On a longtemps confondu possession matérielle et amour. Il suffit que l'un disparaisse pour que l'autre réapparaisse. Les gens ne sont pas moins heureux qu'auparavant. Enfin, je n'en sais rien, je suppose. Les couples continuent d'avoir des enfants. L’humanité, de prolonger cette vie rudimentaire.
Notre enfant doit naître dans un mois et demi. Le médecin vient de me mettre en congé. Les accouchements sont devenus beaucoup plus risqués depuis que les hôpitaux de taille moyenne ont renoncé aux équipements de pointe. Dans le pays, on compte trois ou quatre centres de recherche médicale. Les autres établissements sont retournés à une médecine élémentaire. On verra bien.
Jour 14
Un couple d'amis m'a ramené un petit transistor trafiqué. Je peux le charger grâce à son panneau solaire et capter une émission de jazz produite localement. Ils m'ont dit que l'appareil ne valait rien, qu’il ne risquait pas d'attirer l'attention de visiteurs. Installée sur le canapé rouge, j'admire les animateurs radio qui ne renoncent pas à leur passion, alors qu’ils n’ont quasiment plus d’auditeurs.

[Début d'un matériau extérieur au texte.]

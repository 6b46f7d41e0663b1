//! Run the analysis pipeline for one user

use super::helpers::{build_service, print_json};
use feedback_analyzer::{api::AnalyzeResponse, error::Result, AppConfig};

/// Handle `analyze`
pub async fn handle(config: AppConfig, username: String) -> Result<()> {
    let service = build_service(&config).await?;
    let outcome = service.analyze(&username).await?;

    print_json(&AnalyzeResponse::new(username, outcome))
}
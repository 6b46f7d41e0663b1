//! Word-list sentiment scorer
//!
//! Counts positive and negative cue words per text. Intended for offline
//! development and demos where no model backend is reachable.

use crate::error::Result;
use crate::sentiment::SentimentClassifier;
use crate::types::{SentimentLabel, SentimentResult};
use async_trait::async_trait;
use once_cell::sync::Lazy;
use regex::Regex;
use std::collections::HashSet;

/// Model name reported by the lexicon backend
pub const LEXICON_MODEL_NAME: &str = "lexicon";

const POSITIVE_WORDS: &[&str] = &[
    "amazing", "awesome", "best", "excellent", "fantastic", "glad", "good", "great", "happy",
    "helpful", "love", "nice", "perfect", "quick", "thanks", "wonderful",
];

const NEGATIVE_WORDS: &[&str] = &[
    "awful", "bad", "broken", "crash", "crashed", "disappointed", "expensive", "fix", "hate",
    "horrible", "poor", "slow", "terrible", "ugh", "worst", "wrong",
];

static WORD: Lazy<Regex> = Lazy::new(|| Regex::new(r"\w+").expect("Valid word regex"));

/// Lexicon-based binary sentiment classifier
pub struct LexiconSentimentClassifier {
    positive: HashSet<&'static str>,
    negative: HashSet<&'static str>,
}

impl LexiconSentimentClassifier {
    pub fn new() -> Self {
        Self {
            positive: POSITIVE_WORDS.iter().copied().collect(),
            negative: NEGATIVE_WORDS.iter().copied().collect(),
        }
    }

    /// Score a single text
    ///
    /// Ties (including texts with no cue words) are labelled POSITIVE with
    /// confidence 0.5.
    pub fn score(&self, text: &str) -> SentimentResult {
        let lowered = text.to_lowercase();
        let (mut positive, mut negative) = (0usize, 0usize);

        for word in WORD.find_iter(&lowered).map(|m| m.as_str()) {
            if self.positive.contains(word) {
                positive += 1;
            } else if self.negative.contains(word) {
                negative += 1;
            }
        }

        let total = positive + negative;
        let label = if negative > positive {
            SentimentLabel::Negative
        } else {
            SentimentLabel::Positive
        };
        let confidence = if total == 0 {
            0.5
        } else {
            0.5 + 0.5 * positive.abs_diff(negative) as f32 / total as f32
        };

        SentimentResult::new(text, label, confidence)
    }
}

impl Default for LexiconSentimentClassifier {
    fn default() -> Self {
        Self::new()
    }
}

#[async_trait]
impl SentimentClassifier for LexiconSentimentClassifier {
    async fn classify(&self, texts: &[String]) -> Result<Vec<SentimentResult>> {
        Ok(texts.iter().map(|text| self.score(text)).collect())
    }

    fn model_name(&self) -> &str {
        LEXICON_MODEL_NAME
    }
}
//! Feedback service shared by the HTTP surface and the CLI

use crate::analysis::{AnalysisOutcome, FeedbackAnalyzer};
use crate::error::Result;
use crate::generator::FeedbackGenerator;
use crate::sentiment::SentimentClassifier;
use crate::storage::FeedbackStore;
use crate::types::StoredFeedback;
use chrono::{Local, NaiveDateTime, Timelike};
use std::sync::Arc;
use tracing::info;

/// Generates, stores and analyzes feedback
#[derive(Clone)]
pub struct FeedbackService {
    store: Arc<dyn FeedbackStore>,
    analyzer: FeedbackAnalyzer,
    generator: FeedbackGenerator,
}

impl FeedbackService {
    pub fn new(store: Arc<dyn FeedbackStore>, classifier: Arc<dyn SentimentClassifier>) -> Self {
        Self {
            store,
            analyzer: FeedbackAnalyzer::new(classifier),
            generator: FeedbackGenerator::new(),
        }
    }

    pub fn with_analyzer(mut self, analyzer: FeedbackAnalyzer) -> Self {
        self.analyzer = analyzer;
        self
    }

    /// Name of the model behind the analyzer
    pub fn classifier_name(&self) -> &str {
        self.analyzer.classifier().model_name()
    }

    /// Generate up to ten mock feedback strings and persist them
    ///
    /// Negative counts yield no items.
    pub async fn generate_feedback(&self, username: &str, count: i64) -> Result<Vec<String>> {
        let count = usize::try_from(count).unwrap_or(0);
        let feedback = self.generator.generate(username, count);

        let ids = self
            .store
            .append_batch(username, &feedback, now())
            .await?;
        info!("Stored {} feedback items for '{}'", ids.len(), username);

        Ok(feedback)
    }

    /// Everything stored for `username`, oldest first
    pub async fn stored_feedback(&self, username: &str) -> Result<Vec<StoredFeedback>> {
        self.store.list_by_username(username).await
    }

    /// Run the analysis pipeline over everything stored for `username`
    pub async fn analyze(&self, username: &str) -> Result<AnalysisOutcome> {
        let texts: Vec<String> = self
            .store
            .list_by_username(username)
            .await?
            .into_iter()
            .map(|record| record.text)
            .collect();

        self.analyzer.analyze(username, &texts).await
    }
}

/// Local wall-clock time truncated to whole seconds
fn now() -> NaiveDateTime {
    let now = Local::now().naive_local();
    now.with_nanosecond(0).unwrap_or(now)
}
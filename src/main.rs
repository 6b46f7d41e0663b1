//! Feedback Analyzer
//!
//! Command-line entry point: runs the HTTP API or drives the generate, list
//! and analyze operations directly against the configured store.

mod cli;

use clap::{Parser, Subcommand};
use feedback_analyzer::{error::Result, generator::DEFAULT_FEEDBACK_COUNT};
use std::path::PathBuf;
use tracing::{debug, Level};
use tracing_subscriber::{self, EnvFilter};

#[derive(Parser)]
#[command(name = "feedback-analyzer")]
#[command(about = "Mock customer feedback generator and analyzer", long_about = None)]
#[command(version)]
struct Cli {
    #[command(subcommand)]
    command: Commands,

    /// Configuration file (TOML)
    #[arg(short, long, global = true)]
    config: Option<PathBuf>,

    /// Database path (overrides configuration)
    #[arg(long, global = true)]
    db_path: Option<PathBuf>,

    /// Set log level
    #[arg(short, long, global = true, default_value = "info")]
    log_level: String,
}

#[derive(Subcommand)]
enum Commands {
    /// Start the HTTP API server
    Serve {
        /// Server address (overrides configuration)
        #[arg(long)]
        addr: Option<String>,
    },

    /// Generate and store mock feedback for a user
    Generate {
        username: String,

        /// Number of items (capped at 10)
        #[arg(short = 'n', long, default_value_t = DEFAULT_FEEDBACK_COUNT as i64, allow_negative_numbers = true)]
        count: i64,
    },

    /// Show stored feedback for a user
    Stored { username: String },

    /// Analyze stored feedback for a user
    Analyze { username: String },

    /// Print the effective configuration
    Config,
}

#[tokio::main]
async fn main() -> Result<()> {
    let cli = Cli::parse();

    // Initialize tracing
    let level = match cli.log_level.as_str() {
        "trace" => Level::TRACE,
        "debug" => Level::DEBUG,
        "info" => Level::INFO,
        "warn" => Level::WARN,
        "error" => Level::ERROR,
        _ => Level::INFO,
    };

    let filter = EnvFilter::new(format!(
        "feedback_analyzer={level},tower_http={level},reqwest=warn",
        level = level.as_str().to_lowercase()
    ));

    tracing_subscriber::fmt()
        .with_env_filter(filter)
        .with_target(false)
        .with_writer(std::io::stderr) // Write logs to stderr, not stdout
        .init();

    debug!("Feedback Analyzer v{} starting...", env!("CARGO_PKG_VERSION"));

    let config = cli::helpers::load_config(cli.config.as_deref(), cli.db_path)?;

    match cli.command {
        Commands::Serve { addr } => cli::serve::handle(config, addr).await,
        Commands::Generate { username, count } => {
            cli::generate::handle(config, username, count).await
        }
        Commands::Stored { username } => cli::stored::handle(config, username).await,
        Commands::Analyze { username } => cli::analyze::handle(config, username).await,
        Commands::Config => cli::config::handle(&config),
    }
}
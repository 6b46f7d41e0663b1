//! Show the effective configuration

use feedback_analyzer::{error::Result, AppConfig};

/// Handle `config`
pub fn handle(config: &AppConfig) -> Result<()> {
    print!("{}", config.to_redacted_toml()?);
    Ok(())
}
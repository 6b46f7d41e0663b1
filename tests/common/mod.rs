//! Common test utilities and helpers

#![allow(dead_code)]

use async_trait::async_trait;
use axum::{
    body::{to_bytes, Body},
    http::{Request, StatusCode},
    Router,
};
use chrono::NaiveDateTime;
use feedback_analyzer::{
    api::{build_router, AppState},
    FeedbackError, FeedbackService, FeedbackStore, RecordId, Result, SentimentClassifier,
    SentimentLabel, SentimentResult, SqliteFeedbackStore, StoredFeedback,
};
use std::sync::atomic::{AtomicUsize, Ordering};
use std::sync::Arc;
use tempfile::TempDir;
use tower::ServiceExt;

/// Create a SQLite store in a temporary directory
///
/// Keep the returned `TempDir` alive for the duration of the test.
pub async fn create_test_store() -> (Arc<SqliteFeedbackStore>, TempDir) {
    let temp_dir = TempDir::new().expect("Failed to create temp dir");
    let store = SqliteFeedbackStore::open(temp_dir.path().join("feedback.db"))
        .await
        .expect("Failed to create test store");
    (Arc::new(store), temp_dir)
}

/// Labels a text NEGATIVE when it contains any of the trigger words
pub struct StubClassifier {
    triggers: Vec<String>,
    calls: AtomicUsize,
}

impl StubClassifier {
    pub fn negative_on(triggers: &[&str]) -> Self {
        Self {
            triggers: triggers.iter().map(|t| t.to_lowercase()).collect(),
            calls: AtomicUsize::new(0),
        }
    }

    pub fn calls(&self) -> usize {
        self.calls.load(Ordering::SeqCst)
    }
}

#[async_trait]
impl SentimentClassifier for StubClassifier {
    async fn classify(&self, texts: &[String]) -> Result<Vec<SentimentResult>> {
        self.calls.fetch_add(1, Ordering::SeqCst);
        Ok(texts
            .iter()
            .map(|text| {
                let lowered = text.to_lowercase();
                let label = if self.triggers.iter().any(|t| lowered.contains(t.as_str())) {
                    SentimentLabel::Negative
                } else {
                    SentimentLabel::Positive
                };
                SentimentResult::new(text.clone(), label, 0.99)
            })
            .collect())
    }

    fn model_name(&self) -> &str {
        "stub"
    }
}

/// Always fails, as an unreachable model backend would
pub struct FailingClassifier;

#[async_trait]
impl SentimentClassifier for FailingClassifier {
    async fn classify(&self, _texts: &[String]) -> Result<Vec<SentimentResult>> {
        Err(FeedbackError::Classifier("model backend unavailable".to_string()))
    }

    fn model_name(&self) -> &str {
        "failing"
    }
}

/// Store whose every operation fails, as a locked or missing database would
pub struct UnavailableStore;

impl UnavailableStore {
    fn error() -> FeedbackError {
        FeedbackError::Storage("database is locked".to_string())
    }
}

#[async_trait]
impl FeedbackStore for UnavailableStore {
    async fn append(
        &self,
        _username: &str,
        _text: &str,
        _created_at: NaiveDateTime,
    ) -> Result<RecordId> {
        Err(Self::error())
    }

    async fn append_batch(
        &self,
        _username: &str,
        _texts: &[String],
        _created_at: NaiveDateTime,
    ) -> Result<Vec<RecordId>> {
        Err(Self::error())
    }

    async fn list_by_username(&self, _username: &str) -> Result<Vec<StoredFeedback>> {
        Err(Self::error())
    }
}

/// Build a router over an arbitrary store and classifier
pub fn create_router_with(
    store: Arc<dyn FeedbackStore>,
    classifier: Arc<dyn SentimentClassifier>,
) -> Router {
    build_router(AppState::new(FeedbackService::new(store, classifier)))
}

/// Build a router over a fresh store and the given classifier
pub async fn create_test_router(
    classifier: Arc<dyn SentimentClassifier>,
) -> (Router, Arc<SqliteFeedbackStore>, TempDir) {
    let (store, temp_dir) = create_test_store().await;
    (create_router_with(store.clone(), classifier), store, temp_dir)
}

/// Issue a GET and decode the JSON body
pub async fn get_json(router: &Router, uri: &str) -> (StatusCode, serde_json::Value) {
    let response = router
        .clone()
        .oneshot(
            Request::builder()
                .uri(uri)
                .body(Body::empty())
                .expect("Failed to build request"),
        )
        .await
        .expect("Request failed");

    let status = response.status();
    let bytes = to_bytes(response.into_body(), usize::MAX)
        .await
        .expect("Failed to read body");
    let json = serde_json::from_slice(&bytes).expect("Body is not JSON");
    (status, json)
}
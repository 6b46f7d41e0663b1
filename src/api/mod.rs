//! HTTP API for feedback generation and analysis
//!
//! Provides:
//! - Feedback generation and retrieval endpoints
//! - Per-user analysis endpoint
//! - Health check

pub mod server;
pub mod state;

pub use server::{build_router, ApiServer, ApiServerConfig};
pub use state::{AnalyzeResponse, AppState, ErrorResponse, FeedbackResponse, StoredFeedbackResponse};
//! Synthetic feedback generation
//!
//! Feedback strings are produced by substituting a username into a fixed set
//! of templates. Output is random and not reproducible between calls unless a
//! seeded RNG is supplied through [`FeedbackGenerator::generate_with_rng`].

use rand::seq::SliceRandom;
use rand::Rng;
use tracing::debug;

/// Maximum number of feedback items produced per request
pub const MAX_FEEDBACK_COUNT: usize = 10;

/// Number of items produced when the caller does not ask for a count
pub const DEFAULT_FEEDBACK_COUNT: usize = 5;

/// Placeholder replaced by the username in every template
const USERNAME_PLACEHOLDER: &str = "{username}";

/// Built-in feedback templates
pub const FEEDBACK_TEMPLATES: &[&str] = &[
    "Great job @{username}, love your product!",
    "@{username} needs to fix shipping, so slow!",
    "Amazing service from @{username} today!",
    "@{username}, your app crashed again...",
    "Thanks @{username} for the quick response!",
    "Terrible experience with @{username}, ugh.",
    "@{username} is the best in the game!",
    "Why is @{username} so expensive?",
];

/// Template-based feedback generator
#[derive(Debug, Clone)]
pub struct FeedbackGenerator {
    templates: Vec<String>,
}

impl FeedbackGenerator {
    /// Create a generator over the built-in templates
    pub fn new() -> Self {
        Self {
            templates: FEEDBACK_TEMPLATES.iter().map(|t| t.to_string()).collect(),
        }
    }

    /// Number of templates available
    pub fn template_count(&self) -> usize {
        self.templates.len()
    }

    /// Generate up to [`MAX_FEEDBACK_COUNT`] feedback strings for `username`
    ///
    /// Larger counts are clamped silently rather than rejected.
    pub fn generate(&self, username: &str, count: usize) -> Vec<String> {
        self.generate_with_rng(&mut rand::thread_rng(), username, count)
    }

    /// Same as [`generate`](Self::generate) with a caller-provided RNG
    pub fn generate_with_rng<R: Rng + ?Sized>(
        &self,
        rng: &mut R,
        username: &str,
        count: usize,
    ) -> Vec<String> {
        let count = clamp_count(count);
        debug!("Generating {} feedback items for '{}'", count, username);

        (0..count)
            .filter_map(|_| self.templates.choose(rng))
            .map(|template| template.replace(USERNAME_PLACEHOLDER, username))
            .collect()
    }
}

impl Default for FeedbackGenerator {
    fn default() -> Self {
        Self::new()
    }
}

/// Clamp a requested count to the allowed maximum
pub fn clamp_count(count: usize) -> usize {
    count.min(MAX_FEEDBACK_COUNT)
}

Je m'attends à tomber nez à nez avec un voleur d'un jour à l'autre, maintenant que je suis confinée toute la journée à l'intérieur. Au pire, je lui tendrais l'appareil pour qu'il s'en aille.
Un bref coup d’œil à l'appartement permet de se rendre compte que rien ne peut y être emporté facilement. A moins de venir avec du matériel de soudure et d'avoir plusieurs heures devant soi.
Jour 15
A croire que mes mots étaient prémonitoires ! J'ai passé mon après-midi au lit à cacher le petit transistor dans le sac de couchage pendant que les voleurs décollaient le canapé rouge du sol. Ils sont repartis en l'emportant sur leur dos et en m'ignorant totalement. Étienne était déçu en rentrant du travail. C'est le quatrième canapé que nous perdons.
C'est stupide, cet attachement à cette radio. Et à cette machine. Les journées sont un peu longues. Demain, j’irai me promener en forêt.
Note: Texte rédigé en 2015. Adapté en janvier 2024.